The term post-activation potentiation is used to describe the increased performance or power output after performing a strength exercise.

During exercise the nervous system becomes increasingly active and an increased number of muscle fibres are recruited in order to aid the performance of the exercise. This effect is especially apparent during the lifting of heavy weights. Subsequently, to the performance of the exercise, the increased nervous system activation and recruitment of muscle fibres continues for a period of time; this is referred to as post-activation potentiation, or the PAP effect, and may lead to an increased ability to apply power. For example, if a light weight is lifted, and then a heavy weight is lifted, and then the same light weight is lifted again, then the light weight will feel lighter the second time it is lifted; this is due to the PAP effect from the heavy lift. In complex training the PAP effect may be used to perform plyometric exercises more powerfully, or in contrast loading to perform resistance based exercises more powerfully. Ultimately, the usage of it in a training regime is to condition the trainee to perform with a heightened nervous system activation and increased muscle fibre recruitment; thereby resulting in the ability to move more powerfully as a standard.
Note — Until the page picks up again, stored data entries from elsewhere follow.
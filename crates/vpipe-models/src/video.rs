//! Video status record.

use chrono::{DateTime, Utc};
use schemars::JsonSchema;
use serde::{Deserialize, Serialize};
use std::fmt;
use uuid::Uuid;

use crate::analysis::AiAnalysis;
use crate::error::{ModelError, ModelResult};

/// Unique identifier for an uploaded video.
#[derive(Debug, Clone, PartialEq, Eq, Hash, PartialOrd, Ord, Serialize, Deserialize, JsonSchema)]
#[serde(transparent)]
pub struct VideoId(pub String);

impl VideoId {
    /// Generate a new random video ID.
    pub fn new() -> Self {
        Self(Uuid::new_v4().to_string())
    }

    /// Create from an existing string.
    pub fn from_string(s: impl Into<String>) -> Self {
        Self(s.into())
    }

    /// Get the inner string.
    pub fn as_str(&self) -> &str {
        &self.0
    }
}

impl Default for VideoId {
    fn default() -> Self {
        Self::new()
    }
}

impl fmt::Display for VideoId {
    fn fmt(&self, f: &mut fmt::Formatter<'_>) -> fmt::Result {
        write!(f, "{}", self.0)
    }
}

impl From<String> for VideoId {
    fn from(s: String) -> Self {
        Self(s)
    }
}

impl From<&str> for VideoId {
    fn from(s: &str) -> Self {
        Self(s.to_string())
    }
}

/// Video pipeline status.
#[derive(Debug, Clone, Copy, PartialEq, Eq, Hash, Serialize, Deserialize, JsonSchema, Default)]
#[serde(rename_all = "snake_case")]
pub enum VideoStatus {
    /// Upload stored, process job queued
    #[default]
    Uploading,
    /// Metadata and frame extraction running
    Processing,
    /// Vision analysis running
    Analyzing,
    /// Strategy derivation running
    GeneratingStrategy,
    /// Strategy persisted, ready for publishing
    Ready,
    /// A stage exhausted its attempts
    Failed,
}

impl VideoStatus {
    pub fn as_str(&self) -> &'static str {
        match self {
            VideoStatus::Uploading => "uploading",
            VideoStatus::Processing => "processing",
            VideoStatus::Analyzing => "analyzing",
            VideoStatus::GeneratingStrategy => "generating_strategy",
            VideoStatus::Ready => "ready",
            VideoStatus::Failed => "failed",
        }
    }

    /// Position along the forward path. `Failed` sits outside it.
    fn rank(&self) -> Option<u8> {
        match self {
            VideoStatus::Uploading => Some(0),
            VideoStatus::Processing => Some(1),
            VideoStatus::Analyzing => Some(2),
            VideoStatus::GeneratingStrategy => Some(3),
            VideoStatus::Ready => Some(4),
            VideoStatus::Failed => None,
        }
    }

    pub fn is_terminal(&self) -> bool {
        matches!(self, VideoStatus::Ready | VideoStatus::Failed)
    }

    /// Forward moves (or staying put, for stage retries) and moves into
    /// `Failed` are allowed. Terminal statuses never change.
    pub fn can_transition_to(&self, next: VideoStatus) -> bool {
        if self.is_terminal() {
            return *self == next;
        }
        match (self.rank(), next.rank()) {
            (_, None) => true,
            (Some(current), Some(next)) => next >= current,
            (None, Some(_)) => false,
        }
    }
}

impl fmt::Display for VideoStatus {
    fn fmt(&self, f: &mut fmt::Formatter<'_>) -> fmt::Result {
        write!(f, "{}", self.as_str())
    }
}

/// Technical metadata written by the process stage.
#[derive(Debug, Clone, PartialEq, Serialize, Deserialize, JsonSchema)]
pub struct VideoMetadata {
    /// Duration in seconds
    pub duration: f64,
    pub width: u32,
    pub height: u32,
    pub fps: f64,
    pub codec: String,
    /// Bitrate in bits/second
    pub bitrate: u64,
    pub has_audio: bool,
}

/// The shared video record every stage reads and updates.
#[derive(Debug, Clone, PartialEq, Serialize, Deserialize, JsonSchema)]
pub struct Video {
    pub id: VideoId,

    /// Owner
    pub user_id: String,

    /// Where the upload is stored
    pub storage_locator: String,

    #[serde(default)]
    pub status: VideoStatus,

    #[serde(skip_serializing_if = "Option::is_none")]
    pub metadata: Option<VideoMetadata>,

    /// Frames sampled by the process stage
    #[serde(default)]
    pub frame_count: u32,

    #[serde(skip_serializing_if = "Option::is_none")]
    pub ai_analysis: Option<AiAnalysis>,

    /// Latest failure reason, kept while retries are pending
    #[serde(skip_serializing_if = "Option::is_none")]
    pub error_message: Option<String>,

    pub created_at: DateTime<Utc>,
    pub updated_at: DateTime<Utc>,

    #[serde(skip_serializing_if = "Option::is_none")]
    pub ready_at: Option<DateTime<Utc>>,

    #[serde(skip_serializing_if = "Option::is_none")]
    pub failed_at: Option<DateTime<Utc>>,
}

impl Video {
    /// Create a freshly uploaded video record.
    pub fn new(id: VideoId, user_id: impl Into<String>, storage_locator: impl Into<String>) -> Self {
        let now = Utc::now();
        Self {
            id,
            user_id: user_id.into(),
            storage_locator: storage_locator.into(),
            status: VideoStatus::Uploading,
            metadata: None,
            frame_count: 0,
            ai_analysis: None,
            error_message: None,
            created_at: now,
            updated_at: now,
            ready_at: None,
            failed_at: None,
        }
    }

    /// Move to a new status, enforcing forward-only transitions.
    pub fn transition(&mut self, next: VideoStatus) -> ModelResult<()> {
        if !self.status.can_transition_to(next) {
            return Err(ModelError::invalid_transition(self.status, next));
        }
        let now = Utc::now();
        match next {
            VideoStatus::Ready => {
                self.ready_at = Some(now);
                self.error_message = None;
            }
            VideoStatus::Failed => self.failed_at = Some(now),
            _ => {}
        }
        self.status = next;
        self.updated_at = now;
        Ok(())
    }

    /// Record a failure reason. A terminal failure also moves to `Failed`.
    pub fn record_failure(&mut self, message: impl Into<String>, terminal: bool) -> ModelResult<()> {
        if terminal {
            self.transition(VideoStatus::Failed)?;
        }
        self.error_message = Some(message.into());
        self.updated_at = Utc::now();
        Ok(())
    }

    /// Attach probed metadata.
    pub fn set_metadata(&mut self, metadata: VideoMetadata, frame_count: u32) {
        self.metadata = Some(metadata);
        self.frame_count = frame_count;
        self.updated_at = Utc::now();
    }

    /// Attach the AI analysis. Written once.
    pub fn set_analysis(&mut self, analysis: AiAnalysis) -> ModelResult<()> {
        if self.ai_analysis.is_some() {
            return Err(ModelError::AnalysisAlreadySet(self.id.to_string()));
        }
        self.ai_analysis = Some(analysis);
        self.updated_at = Utc::now();
        Ok(())
    }
}
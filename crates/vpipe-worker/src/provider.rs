//! Vision provider seam.

use async_trait::async_trait;
use vpipe_media::Frame;
use vpipe_models::TokenUsage;

use crate::error::WorkerResult;

/// Raw provider reply.
#[derive(Debug, Clone, PartialEq)]
pub struct VisionResponse {
    pub text: String,
    pub usage: TokenUsage,
    /// Model that produced the reply
    pub model: String,
}

/// A multimodal model that reads still frames plus a prompt.
#[cfg_attr(test, mockall::automock)]
#[async_trait]
pub trait VisionProvider: Send + Sync {
    /// One request carrying every frame.
    async fn analyze(&self, frames: &[Frame], prompt: &str) -> WorkerResult<VisionResponse>;

    /// Estimated spend in USD for the given usage.
    fn estimate_cost(&self, usage: &TokenUsage) -> f64;
}

/// Structured analysis prompt sent with the key frames.
pub fn analysis_prompt(frame_count: usize, duration_secs: f64) -> String {
    format!(
        r#"You are a short-form video strategist. The {frame_count} images are key frames
sampled evenly from a {duration_secs:.0} second video, in order.

Return ONLY a single JSON object with this schema:
{{
  "viral_score": 0.0,
  "summary": "One or two sentences describing the video",
  "strengths": ["..."],
  "weaknesses": ["..."],
  "hooks": ["Opening lines that would stop the scroll"],
  "emotional_tones": ["e.g. inspiring, funny, calm"],
  "recommendations": ["..."],
  "target_audience": "Who this video is for",
  "content_type": "tutorial | vlog | comedy | educational | review | fitness | food | gaming | music | travel | entertainment"
}}

Rules:
- viral_score is a number from 0 to 10.
- Keep every list to at most 5 short items.
- Return ONLY the JSON object and nothing else.
"#
    )
}
//! Progress aggregation across a video's job chain.
//!
//! Folds the three per-stage job statuses into a single 0-100 percentage and
//! a label for status polling. Each stage owns a fixed slice of the bar, so
//! as long as individual job progress is monotonic the aggregate is too.
//! Retention may drop completed job records; the video status then acts as a
//! floor, see [`PipelineProgress::floored_by`].

use schemars::JsonSchema;
use serde::{Deserialize, Serialize};
use std::fmt;

use crate::job::{JobState, JobStatus, Stage};
use crate::video::VideoStatus;

/// Share of the bar owned by each stage. Sums to 100.
pub const STAGE_WEIGHTS: [(Stage, u8); 3] =
    [(Stage::Process, 30), (Stage::Analyze, 50), (Stage::Strategy, 20)];

/// Human-readable phase shown next to the bar.
#[derive(Debug, Clone, Copy, PartialEq, Eq, Serialize, Deserialize, JsonSchema)]
#[serde(rename_all = "snake_case")]
pub enum ProgressLabel {
    Queued,
    ProcessingVideo,
    AnalyzingWithAi,
    GeneratingStrategy,
    Ready,
    Failed,
}

impl ProgressLabel {
    fn for_stage(stage: Stage) -> Self {
        match stage {
            Stage::Process => ProgressLabel::ProcessingVideo,
            Stage::Analyze => ProgressLabel::AnalyzingWithAi,
            Stage::Strategy => ProgressLabel::GeneratingStrategy,
        }
    }

    pub fn as_str(&self) -> &'static str {
        match self {
            ProgressLabel::Queued => "Queued",
            ProgressLabel::ProcessingVideo => "Processing video",
            ProgressLabel::AnalyzingWithAi => "Analyzing with AI",
            ProgressLabel::GeneratingStrategy => "Generating strategy",
            ProgressLabel::Ready => "Ready",
            ProgressLabel::Failed => "Failed",
        }
    }
}

impl fmt::Display for ProgressLabel {
    fn fmt(&self, f: &mut fmt::Formatter<'_>) -> fmt::Result {
        write!(f, "{}", self.as_str())
    }
}

/// Unified view of a video's pipeline progress.
#[derive(Debug, Clone, PartialEq, Eq, Serialize, Deserialize, JsonSchema)]
pub struct PipelineProgress {
    /// 0-100
    pub percent: u8,
    pub label: ProgressLabel,
    /// Stage currently holding the bar, if any
    #[serde(skip_serializing_if = "Option::is_none")]
    pub stage: Option<Stage>,
    /// The current stage is backing off after a failed attempt
    #[serde(default)]
    pub retrying: bool,
    #[serde(skip_serializing_if = "Option::is_none")]
    pub error: Option<String>,
}

impl PipelineProgress {
    /// Aggregate the per-stage statuses of one video.
    ///
    /// A missing status for a stage whose predecessor completed means the
    /// handoff is queued; it reports the upcoming stage at its base offset.
    /// A missing status followed by a present one was pruned after completing.
    pub fn aggregate(
        process: Option<&JobStatus>,
        analyze: Option<&JobStatus>,
        strategy: Option<&JobStatus>,
    ) -> Self {
        let statuses = [process, analyze, strategy];
        let mut base: u8 = 0;

        for (idx, ((stage, weight), status)) in STAGE_WEIGHTS.iter().zip(statuses).enumerate() {
            let Some(status) = status else {
                if statuses[idx + 1..].iter().any(Option::is_some) {
                    base += weight;
                    continue;
                }
                let label = if *stage == Stage::Process {
                    ProgressLabel::Queued
                } else {
                    ProgressLabel::for_stage(*stage)
                };
                return Self::at(base, label, Some(*stage));
            };

            let within = (u16::from(*weight) * u16::from(status.progress.min(100)) / 100) as u8;
            match status.state {
                JobState::Completed => base += weight,
                JobState::Failed => {
                    return Self {
                        percent: base + within,
                        label: ProgressLabel::Failed,
                        stage: Some(*stage),
                        retrying: false,
                        error: status.failed_reason.clone(),
                    };
                }
                JobState::Waiting | JobState::Delayed | JobState::Active => {
                    let label = if *stage == Stage::Process
                        && status.state == JobState::Waiting
                        && status.attempts_made == 0
                    {
                        ProgressLabel::Queued
                    } else {
                        ProgressLabel::for_stage(*stage)
                    };
                    let mut progress = Self::at(base + within, label, Some(*stage));
                    progress.retrying = status.state == JobState::Delayed
                        || (status.attempts_made > 0 && status.state == JobState::Waiting);
                    return progress;
                }
            }
        }

        Self::at(100, ProgressLabel::Ready, None)
    }

    /// Raise the aggregate to what the video record already proves.
    ///
    /// A READY video is always at 100. A FAILED video whose job records are
    /// gone reports the error stored on the video.
    pub fn floored_by(self, video_status: VideoStatus, video_error: Option<&str>) -> Self {
        let stage = match video_status {
            VideoStatus::Ready => return Self::at(100, ProgressLabel::Ready, None),
            VideoStatus::Failed if self.is_failed() => return self,
            VideoStatus::Failed => {
                return Self {
                    label: ProgressLabel::Failed,
                    retrying: false,
                    error: video_error.map(str::to_string),
                    ..self
                }
            }
            VideoStatus::Uploading => return self,
            VideoStatus::Processing => Stage::Process,
            VideoStatus::Analyzing => Stage::Analyze,
            VideoStatus::GeneratingStrategy => Stage::Strategy,
        };

        let floor = stage_base(stage);
        let behind = self.percent < floor || self.stage.map_or(true, |current| current < stage);
        if self.is_failed() || self.is_ready() || !behind {
            return self;
        }
        Self::at(floor.max(self.percent), ProgressLabel::for_stage(stage), Some(stage))
    }

    fn at(percent: u8, label: ProgressLabel, stage: Option<Stage>) -> Self {
        Self {
            percent: percent.min(100),
            label,
            stage,
            retrying: false,
            error: None,
        }
    }

    pub fn is_ready(&self) -> bool {
        self.label == ProgressLabel::Ready
    }

    pub fn is_failed(&self) -> bool {
        self.label == ProgressLabel::Failed
    }
}

/// Offset at which a stage's slice of the bar starts.
fn stage_base(stage: Stage) -> u8 {
    STAGE_WEIGHTS
        .iter()
        .take_while(|(s, _)| *s != stage)
        .map(|(_, weight)| weight)
        .sum()
}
==Universal elements of power training==
===Core strength===
The body's core, sometimes referred to as the torso or trunk, supports all other movements of the body. In power movements this is especially the case as the core musculature is increasingly recruited in order to provide additional power. A stronger core also improves a person's ability to balance. The most effective core strength training involves all parts of the core being strengthened. This may involve bending and straightening in all directions (flexing and extending), circular movements (rotation and circumduction), and holding isometric poses. Additional resistance may be added to an exercise as required. The more comprehensive and balanced the training, the greater the benefits to a person's ability to apply power. Notably, this is partly due to avoiding the problem of disproportionately weak core muscles hindering the power output of strong core muscles that they are working in conjunction with.

For example, if a person has trained to bend and straighten their core in a powerful manner, but not trained to rotate their core in a powerful manner, then a compound movement which involves bending, straightening and rotating the core will be limited to what the disproportionately weak rotational strength allows for. The potential advantages of the trained movement range, in terms of bending and straightening, are therefore significantly reduced for that compound movement. Similarly, if a person lacks the muscular strength to stabilise their core in the required manner, then their ability to move powerfully will also be negatively affected. For these reasons, training programmes which focus on the core recommend working to achieve the correct ratio of strength between the muscles via a comprehensive regime. In order to achieve this, and meant as a general guideline, the National Strength and Conditioning Association recommends, for the four main movements of the core, a minimum exercise ratio of 1-1-1-1 e.g. one set each of flexion, extension, lateral flexion, and rotation focused exercises.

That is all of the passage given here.